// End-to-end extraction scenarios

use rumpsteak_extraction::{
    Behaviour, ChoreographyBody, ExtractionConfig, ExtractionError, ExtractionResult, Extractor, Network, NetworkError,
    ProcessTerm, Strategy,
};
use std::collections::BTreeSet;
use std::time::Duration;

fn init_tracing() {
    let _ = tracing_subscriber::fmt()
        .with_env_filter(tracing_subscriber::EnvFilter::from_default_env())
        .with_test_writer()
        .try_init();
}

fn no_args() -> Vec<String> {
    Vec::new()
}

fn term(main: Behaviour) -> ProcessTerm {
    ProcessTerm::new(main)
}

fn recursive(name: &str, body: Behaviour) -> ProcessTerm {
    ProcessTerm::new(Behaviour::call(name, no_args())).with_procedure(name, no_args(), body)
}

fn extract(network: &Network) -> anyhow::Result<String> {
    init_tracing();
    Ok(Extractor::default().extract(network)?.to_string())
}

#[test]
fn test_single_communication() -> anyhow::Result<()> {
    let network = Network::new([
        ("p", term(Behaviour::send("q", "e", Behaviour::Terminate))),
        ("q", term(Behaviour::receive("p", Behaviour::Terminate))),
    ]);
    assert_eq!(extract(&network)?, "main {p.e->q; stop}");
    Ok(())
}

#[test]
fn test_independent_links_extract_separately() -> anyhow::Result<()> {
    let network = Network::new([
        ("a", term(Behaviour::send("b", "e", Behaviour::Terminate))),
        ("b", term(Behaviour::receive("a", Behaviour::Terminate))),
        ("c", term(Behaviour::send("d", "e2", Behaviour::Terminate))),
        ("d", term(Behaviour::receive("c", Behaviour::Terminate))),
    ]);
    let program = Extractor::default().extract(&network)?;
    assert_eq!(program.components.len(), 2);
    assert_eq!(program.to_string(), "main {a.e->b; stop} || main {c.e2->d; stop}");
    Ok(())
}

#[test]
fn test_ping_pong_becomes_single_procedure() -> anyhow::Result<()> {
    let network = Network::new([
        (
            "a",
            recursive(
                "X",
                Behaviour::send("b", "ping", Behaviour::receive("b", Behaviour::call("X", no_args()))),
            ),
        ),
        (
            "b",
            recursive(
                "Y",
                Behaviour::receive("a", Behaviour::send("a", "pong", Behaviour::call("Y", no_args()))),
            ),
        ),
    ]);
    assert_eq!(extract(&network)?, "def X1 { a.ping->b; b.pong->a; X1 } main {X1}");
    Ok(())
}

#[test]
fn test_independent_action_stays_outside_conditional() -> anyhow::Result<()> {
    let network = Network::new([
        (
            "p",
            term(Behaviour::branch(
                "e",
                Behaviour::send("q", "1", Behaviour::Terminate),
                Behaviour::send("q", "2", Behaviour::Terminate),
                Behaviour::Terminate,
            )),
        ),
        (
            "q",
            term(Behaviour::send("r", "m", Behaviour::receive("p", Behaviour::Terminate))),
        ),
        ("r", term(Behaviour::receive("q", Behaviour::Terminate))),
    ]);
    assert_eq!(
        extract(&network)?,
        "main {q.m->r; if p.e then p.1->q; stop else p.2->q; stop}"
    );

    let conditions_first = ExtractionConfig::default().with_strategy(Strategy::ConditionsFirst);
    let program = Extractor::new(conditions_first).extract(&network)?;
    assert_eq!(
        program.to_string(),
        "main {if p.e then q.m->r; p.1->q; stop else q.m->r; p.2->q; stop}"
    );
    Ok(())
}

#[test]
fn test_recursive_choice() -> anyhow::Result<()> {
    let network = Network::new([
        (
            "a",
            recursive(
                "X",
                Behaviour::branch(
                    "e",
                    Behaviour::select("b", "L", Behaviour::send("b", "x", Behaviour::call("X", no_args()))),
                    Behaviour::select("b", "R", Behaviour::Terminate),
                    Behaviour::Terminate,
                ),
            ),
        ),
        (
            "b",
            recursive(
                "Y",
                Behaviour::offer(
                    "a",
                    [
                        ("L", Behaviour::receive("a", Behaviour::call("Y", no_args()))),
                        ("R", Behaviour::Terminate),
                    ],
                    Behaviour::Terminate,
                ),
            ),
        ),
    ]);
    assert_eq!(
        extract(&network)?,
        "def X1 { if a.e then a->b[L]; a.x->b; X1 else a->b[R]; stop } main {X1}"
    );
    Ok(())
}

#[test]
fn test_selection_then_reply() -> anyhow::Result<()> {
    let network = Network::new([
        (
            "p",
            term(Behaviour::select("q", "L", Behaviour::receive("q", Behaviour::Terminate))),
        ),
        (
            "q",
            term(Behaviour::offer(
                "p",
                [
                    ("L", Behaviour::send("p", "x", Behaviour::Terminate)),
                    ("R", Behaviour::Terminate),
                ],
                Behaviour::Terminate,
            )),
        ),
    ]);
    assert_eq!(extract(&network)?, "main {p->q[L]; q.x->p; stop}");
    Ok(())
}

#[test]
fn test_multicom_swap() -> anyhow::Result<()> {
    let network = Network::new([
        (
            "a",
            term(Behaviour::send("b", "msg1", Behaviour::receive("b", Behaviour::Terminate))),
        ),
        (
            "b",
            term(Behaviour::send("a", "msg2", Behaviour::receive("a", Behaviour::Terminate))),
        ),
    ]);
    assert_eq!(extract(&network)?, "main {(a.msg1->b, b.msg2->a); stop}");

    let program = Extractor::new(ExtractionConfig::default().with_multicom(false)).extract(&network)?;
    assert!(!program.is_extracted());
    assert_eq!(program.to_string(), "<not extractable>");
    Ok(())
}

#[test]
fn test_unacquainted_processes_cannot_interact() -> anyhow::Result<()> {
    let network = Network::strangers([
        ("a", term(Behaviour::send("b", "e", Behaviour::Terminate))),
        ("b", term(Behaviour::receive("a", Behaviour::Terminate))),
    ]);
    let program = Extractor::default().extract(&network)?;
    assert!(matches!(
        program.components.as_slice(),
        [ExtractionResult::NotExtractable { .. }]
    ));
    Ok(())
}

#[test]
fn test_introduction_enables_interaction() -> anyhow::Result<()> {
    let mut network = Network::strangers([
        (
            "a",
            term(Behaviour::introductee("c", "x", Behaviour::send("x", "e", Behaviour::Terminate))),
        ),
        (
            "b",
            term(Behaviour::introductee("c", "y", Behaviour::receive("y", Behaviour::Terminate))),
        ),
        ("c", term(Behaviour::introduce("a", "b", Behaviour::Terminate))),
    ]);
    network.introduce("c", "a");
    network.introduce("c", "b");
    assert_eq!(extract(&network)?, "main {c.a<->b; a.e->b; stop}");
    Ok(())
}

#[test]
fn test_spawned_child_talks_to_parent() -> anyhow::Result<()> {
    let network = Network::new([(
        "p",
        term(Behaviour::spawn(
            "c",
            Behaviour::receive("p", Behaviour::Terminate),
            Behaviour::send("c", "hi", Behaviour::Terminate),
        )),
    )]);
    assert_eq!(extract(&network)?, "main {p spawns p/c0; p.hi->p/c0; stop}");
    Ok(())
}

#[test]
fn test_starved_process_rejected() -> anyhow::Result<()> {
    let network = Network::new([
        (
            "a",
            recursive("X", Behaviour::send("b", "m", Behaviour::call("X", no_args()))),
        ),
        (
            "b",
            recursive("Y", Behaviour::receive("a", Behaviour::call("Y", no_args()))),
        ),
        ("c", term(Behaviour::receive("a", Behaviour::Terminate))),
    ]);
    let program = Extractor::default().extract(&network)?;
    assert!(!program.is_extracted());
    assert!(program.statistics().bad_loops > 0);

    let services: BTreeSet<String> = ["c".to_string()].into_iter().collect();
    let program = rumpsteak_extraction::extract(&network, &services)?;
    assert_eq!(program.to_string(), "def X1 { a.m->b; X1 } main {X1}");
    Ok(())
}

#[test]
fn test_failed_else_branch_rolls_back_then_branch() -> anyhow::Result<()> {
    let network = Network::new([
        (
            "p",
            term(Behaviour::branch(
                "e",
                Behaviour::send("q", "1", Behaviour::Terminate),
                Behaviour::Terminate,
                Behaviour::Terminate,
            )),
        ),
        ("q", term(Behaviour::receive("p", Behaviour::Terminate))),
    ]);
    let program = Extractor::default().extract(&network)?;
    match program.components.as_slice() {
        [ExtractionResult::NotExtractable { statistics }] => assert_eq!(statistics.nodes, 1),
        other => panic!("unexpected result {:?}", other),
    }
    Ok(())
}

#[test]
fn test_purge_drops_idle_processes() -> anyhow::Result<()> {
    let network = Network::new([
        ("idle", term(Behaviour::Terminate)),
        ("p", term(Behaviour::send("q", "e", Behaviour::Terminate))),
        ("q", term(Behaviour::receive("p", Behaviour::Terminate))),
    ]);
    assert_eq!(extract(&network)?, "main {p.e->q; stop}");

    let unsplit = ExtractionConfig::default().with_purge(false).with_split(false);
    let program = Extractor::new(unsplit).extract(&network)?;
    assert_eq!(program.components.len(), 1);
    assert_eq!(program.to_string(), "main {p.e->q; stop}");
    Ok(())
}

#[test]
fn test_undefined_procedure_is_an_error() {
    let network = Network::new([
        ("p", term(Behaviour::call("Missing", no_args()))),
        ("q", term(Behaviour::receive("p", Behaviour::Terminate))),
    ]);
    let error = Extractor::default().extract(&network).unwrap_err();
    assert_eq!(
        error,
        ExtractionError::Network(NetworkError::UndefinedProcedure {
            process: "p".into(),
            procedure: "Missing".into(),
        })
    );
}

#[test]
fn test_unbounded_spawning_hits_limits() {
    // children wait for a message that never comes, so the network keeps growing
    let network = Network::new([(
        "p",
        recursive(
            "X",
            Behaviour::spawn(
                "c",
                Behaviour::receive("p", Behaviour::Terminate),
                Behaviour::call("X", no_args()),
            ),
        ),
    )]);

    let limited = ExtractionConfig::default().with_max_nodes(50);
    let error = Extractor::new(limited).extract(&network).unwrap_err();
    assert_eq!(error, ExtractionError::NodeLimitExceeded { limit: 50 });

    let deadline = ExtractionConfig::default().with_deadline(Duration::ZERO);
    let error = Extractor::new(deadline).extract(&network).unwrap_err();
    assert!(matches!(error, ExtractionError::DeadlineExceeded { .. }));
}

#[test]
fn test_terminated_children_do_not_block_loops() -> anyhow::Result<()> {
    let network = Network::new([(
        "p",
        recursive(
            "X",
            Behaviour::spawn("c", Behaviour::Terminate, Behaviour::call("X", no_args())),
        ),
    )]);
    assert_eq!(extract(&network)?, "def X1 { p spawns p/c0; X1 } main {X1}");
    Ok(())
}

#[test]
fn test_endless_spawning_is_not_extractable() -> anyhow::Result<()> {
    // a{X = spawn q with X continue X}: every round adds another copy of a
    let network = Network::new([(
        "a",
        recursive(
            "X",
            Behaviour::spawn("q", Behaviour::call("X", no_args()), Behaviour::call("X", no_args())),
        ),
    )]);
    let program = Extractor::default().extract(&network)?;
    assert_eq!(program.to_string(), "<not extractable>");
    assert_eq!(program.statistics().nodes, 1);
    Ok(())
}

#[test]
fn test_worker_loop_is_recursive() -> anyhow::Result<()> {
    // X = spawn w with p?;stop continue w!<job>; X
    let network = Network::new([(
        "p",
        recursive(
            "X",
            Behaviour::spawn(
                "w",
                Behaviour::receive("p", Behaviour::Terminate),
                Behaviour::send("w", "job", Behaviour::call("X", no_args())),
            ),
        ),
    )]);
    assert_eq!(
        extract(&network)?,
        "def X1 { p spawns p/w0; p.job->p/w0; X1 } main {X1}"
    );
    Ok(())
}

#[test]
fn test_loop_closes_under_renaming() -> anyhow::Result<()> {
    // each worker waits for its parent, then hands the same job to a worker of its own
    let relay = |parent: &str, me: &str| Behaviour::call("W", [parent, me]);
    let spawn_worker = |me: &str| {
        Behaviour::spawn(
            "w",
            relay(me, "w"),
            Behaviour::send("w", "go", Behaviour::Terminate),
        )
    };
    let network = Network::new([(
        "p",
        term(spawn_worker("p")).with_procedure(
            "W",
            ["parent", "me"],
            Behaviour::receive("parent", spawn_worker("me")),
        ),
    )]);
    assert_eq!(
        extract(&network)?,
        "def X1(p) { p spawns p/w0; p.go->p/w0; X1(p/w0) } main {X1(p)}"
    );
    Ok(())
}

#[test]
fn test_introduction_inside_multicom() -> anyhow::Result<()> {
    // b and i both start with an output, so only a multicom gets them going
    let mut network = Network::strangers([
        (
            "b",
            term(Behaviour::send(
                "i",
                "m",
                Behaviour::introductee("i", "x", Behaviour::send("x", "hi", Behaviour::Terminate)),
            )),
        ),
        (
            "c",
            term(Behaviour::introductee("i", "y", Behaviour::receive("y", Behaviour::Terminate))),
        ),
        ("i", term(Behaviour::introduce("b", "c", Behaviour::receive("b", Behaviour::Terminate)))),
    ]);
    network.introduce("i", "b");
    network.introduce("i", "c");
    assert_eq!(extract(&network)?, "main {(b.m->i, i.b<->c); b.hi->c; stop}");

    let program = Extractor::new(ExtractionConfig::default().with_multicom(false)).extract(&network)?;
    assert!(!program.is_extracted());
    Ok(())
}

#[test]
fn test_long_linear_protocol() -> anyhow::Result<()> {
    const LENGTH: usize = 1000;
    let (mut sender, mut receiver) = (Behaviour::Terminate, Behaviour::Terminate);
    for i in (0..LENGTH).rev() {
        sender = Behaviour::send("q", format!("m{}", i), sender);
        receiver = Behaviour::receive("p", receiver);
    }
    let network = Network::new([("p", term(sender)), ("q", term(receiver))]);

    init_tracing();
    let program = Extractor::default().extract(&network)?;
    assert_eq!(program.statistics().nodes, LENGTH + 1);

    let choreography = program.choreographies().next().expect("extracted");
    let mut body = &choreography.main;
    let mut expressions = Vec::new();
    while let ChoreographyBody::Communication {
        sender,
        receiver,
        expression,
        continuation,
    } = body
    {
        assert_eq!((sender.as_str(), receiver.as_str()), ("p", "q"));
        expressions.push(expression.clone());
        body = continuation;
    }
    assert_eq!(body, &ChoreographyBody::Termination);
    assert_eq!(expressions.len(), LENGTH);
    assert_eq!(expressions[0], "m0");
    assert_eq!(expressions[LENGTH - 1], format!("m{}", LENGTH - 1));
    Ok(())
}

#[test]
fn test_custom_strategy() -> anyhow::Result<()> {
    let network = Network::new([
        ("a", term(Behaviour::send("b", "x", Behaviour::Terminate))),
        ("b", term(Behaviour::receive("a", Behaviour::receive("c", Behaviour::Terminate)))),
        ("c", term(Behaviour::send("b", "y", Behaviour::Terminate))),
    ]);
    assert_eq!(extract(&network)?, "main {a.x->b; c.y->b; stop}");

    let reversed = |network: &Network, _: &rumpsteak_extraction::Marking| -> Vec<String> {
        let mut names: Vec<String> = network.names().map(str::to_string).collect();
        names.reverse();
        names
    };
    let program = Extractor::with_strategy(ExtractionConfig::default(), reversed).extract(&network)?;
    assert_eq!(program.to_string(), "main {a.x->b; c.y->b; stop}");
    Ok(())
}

☆ ☆ ☆ ☆ ☆

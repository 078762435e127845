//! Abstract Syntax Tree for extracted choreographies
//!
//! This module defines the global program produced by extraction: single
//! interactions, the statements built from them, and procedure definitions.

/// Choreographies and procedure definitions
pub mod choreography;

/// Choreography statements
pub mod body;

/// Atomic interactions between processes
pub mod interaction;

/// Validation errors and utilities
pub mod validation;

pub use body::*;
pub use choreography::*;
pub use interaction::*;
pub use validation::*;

☆ ☆ ☆ ☆ ☆

REQUIRED WORK:
Across the whole listing above, report each line that includes "ChoreographyBody".

SOLUTION BELOW:
    Behaviour, ChoreographyBody, ExtractionConfig, ExtractionError, ExtractionResult, Extractor, Network, NetworkError,
    while let ChoreographyBody::Communication {
    assert_eq!(body, &ChoreographyBody::Termination);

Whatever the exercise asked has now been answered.